» Problem statement
Tally up how many lines in the listing below contain the string "plugin", and give only the total.

::::

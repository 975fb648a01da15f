use dashmap::DashMap;

/// Which function names are known to exist in the connected plugin.
///
/// Entries are written once and never changed or removed for the lifetime
/// of the handle; the plugin's function set is assumed fixed after startup.
#[derive(Debug, Default)]
pub struct ExistenceCache {
    entries: DashMap<String, bool>,
}

impl ExistenceCache {
    pub fn new() -> Self {
        Self::default()
    }

    pub fn get(&self, name: &str) -> Option<bool> {
        self.entries.get(name).map(|entry| *entry)
    }

    /// Record a `ListFunctionNames` result: every discovered name as
    /// present, and `queried` as present or absent. Returns whether
    /// `queried` exists, taking any earlier entry into account.
    pub fn populate(&self, queried: &str, discovered: &[String]) -> bool {
        self.record_present(discovered);
        let found = discovered.iter().any(|name| name == queried);
        *self.entries.entry(queried.to_string()).or_insert(found)
    }

    /// Mark every name in a full listing as present.
    pub fn record_present(&self, discovered: &[String]) {
        for name in discovered {
            self.entries.entry(name.clone()).or_insert(true);
        }
    }

    pub fn len(&self) -> usize {
        self.entries.len()
    }

    pub fn is_empty(&self) -> bool {
        self.entries.is_empty()
    }
}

::::

» Exercise response
2